It was weird for Xenia coming across the people she'd grown up with after so long away, over a year in fact. They'd been able to stay in the same general area. They must have had their harvest for there was another field waiting a harvest, but did they thank her for it? Not likely.

She was an enemy to them despite the fact that she'd saved them from starvation. She had rooted out all the Slavs in the area and killed their men for her people, so that they could live in peace.

She felt their hatred on her as if they were shooting invisible arrows at her as she walked through their camp.

She ignored them and walked to he mother's tent, to the tent she had grown up in, and her mother stood outside it as if she had been expecting her.

The woman who had borne her looked her up and down in her armor and eyed the sword in her sheath as well as the chakram that hung at her side. "I don't know even recognize you. Who are you?"

"Your daughter born of the blood of the Ancient Greeks. The one who will lay waste to all these invading nomadic groups and take back what is ours." It wasn't only Slavs who were a problem, but the Turks and Avars as well.

Her mother slapped her as if trying to snap her out of some reverie.

"You are a Roman citizen. How dare you label yourself as a polytheistic worshiper, a pagan. I raised you better than that."

"I am a Greek, and I mean Greek in the fullest sense. We were too quick to turn from the old ways. I'm not only going to make this a secure land to live, a place to farm and raise children, I am going to restore worship of the gods. Ares namely."

Her mouth dropped. "You are insane. And you're also wrong. I have no daughter."

She grinned only to hide her pain at the sting of her words.

Why did she think time to mourn was going to change anything? The woman would always blame her for her Lucius' death. And she could see from the open tent flat that Titus had never returned. He'd either thought them lost or been devoured by wild animals.

There was a saying that you can't go home again. She'd never really understood it until now. She looked behind her. Her men, who had tripled since Constantinople as her fame grew, waited for her. He waited for her.

sss

When Xenia jumped on her horse and rode like she was racing the wind, trying to outride her problems, Ares didn't go after her, but he was there for when she dismounted.

Despite the fact that she hadn't shed a tear, she collapsed into his arms. He wrapped her in his embrace. He didn't count it a weakness that it affected her so. He knew what it was like to have your family turn on you. For them to blame your destiny and nature as something you could have helped.

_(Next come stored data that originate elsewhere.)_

#![allow(dead_code)]

use axum::{
    http::StatusCode,
    response::{IntoResponse, Response},
    Json,
};
use serde_json::json;
use thiserror::Error;

use crate::classify::ClassifyError;
use crate::extract::ExtractError;

/// Application-level error type.
/// Implements `IntoResponse` so Axum handlers can return `Result<T, AppError>`.
///
/// Every per-request failure is one of these closed kinds; the orchestration
/// boundary converts it into a single JSON error body and returns no partial
/// results.
#[derive(Debug, Error)]
pub enum AppError {
    #[error("Unsupported file type '{0}'. Please upload PDF, DOCX, or TXT.")]
    UnsupportedFormat(String),

    #[error("Extraction failed: {0}")]
    Extraction(String),

    #[error("Document contains no classifiable text")]
    EmptyDocument,

    #[error("Inference error: {0}")]
    Inference(String),

    #[error("Validation error: {0}")]
    Validation(String),

    #[error("Internal server error: {0}")]
    Internal(#[from] anyhow::Error),
}

impl From<ExtractError> for AppError {
    fn from(err: ExtractError) -> Self {
        match err {
            ExtractError::UnsupportedFormat(ext) => AppError::UnsupportedFormat(ext),
            other => AppError::Extraction(other.to_string()),
        }
    }
}

impl From<ClassifyError> for AppError {
    fn from(err: ClassifyError) -> Self {
        match err {
            ClassifyError::EmptyDocument => AppError::EmptyDocument,
            other => AppError::Inference(other.to_string()),
        }
    }
}

impl IntoResponse for AppError {
    fn into_response(self) -> Response {
        let (status, code, message) = match &self {
            AppError::UnsupportedFormat(_) => (
                StatusCode::UNSUPPORTED_MEDIA_TYPE,
                "UNSUPPORTED_FORMAT",
                self.to_string(),
            ),
            AppError::Extraction(msg) => (
                StatusCode::UNPROCESSABLE_ENTITY,
                "EXTRACTION_FAILED",
                msg.clone(),
            ),
            AppError::EmptyDocument => (
                StatusCode::UNPROCESSABLE_ENTITY,
                "EMPTY_DOCUMENT",
                self.to_string(),
            ),
            AppError::Inference(msg) => {
                tracing::error!("Inference error: {msg}");
                (
                    StatusCode::INTERNAL_SERVER_ERROR,
                    "INFERENCE_ERROR",
                    msg.clone(),
                )
            }
            AppError::Validation(msg) => (StatusCode::BAD_REQUEST, "VALIDATION_ERROR", msg.clone()),
            AppError::Internal(e) => {
                tracing::error!("Internal error: {e:?}");
                (
                    StatusCode::INTERNAL_SERVER_ERROR,
                    "INTERNAL_ERROR",
                    "An internal server error occurred".to_string(),
                )
            }
        };

        let body = Json(json!({
            "error": {
                "code": code,
                "message": message
            }
        }));

        (status, body).into_response()
    }
}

He'd witnessed the whole exchange. It couldn't have gone any better if he'd planned the whole thing himself. While he would stop at nothing to have set her on this path if it meant her return to him, he was sorry it had to be that way for her.

Over his shoulder, she saw a hillside of graves, and she knew instinctively who they belonged to. She pulled away from him and climbed up the hill. He followed her wordlessly.

She stopped at the grave of her brother. A simple cross with his name carved in the wood marked the grave.

He hated that symbol, not because it marked a new and more peaceful religion that had taken over the countryside though there was that, but because he still remembered how he had found her pinned to one. It had been the first time he had ever experienced losing her. It had cut him to the quick and made him feel things he didn't know he could feel.

He'd gotten her back in a manner of speaking only to lose her again. And again And again.

Her eyes remained dry as she stared at the grave, but he knew how deep the pain went and he wrapped his arms around her once more from behind this time.

"You don't need her," he whispered in her ear. "I will be all the parent you need. What is a father if it's not someone who cares for you and gives birth to your future? I am more than your teacher, your god, or your ally. I am your friend, your confidant, and if you let me be, I want to be so much more."

She leaned back into him, closing her eyes, his words doing the trick of enticing her, but he meant every one of them. He wanted to be the sum of her world even more than he wanted a legion of worshipers again and the powers that came with that.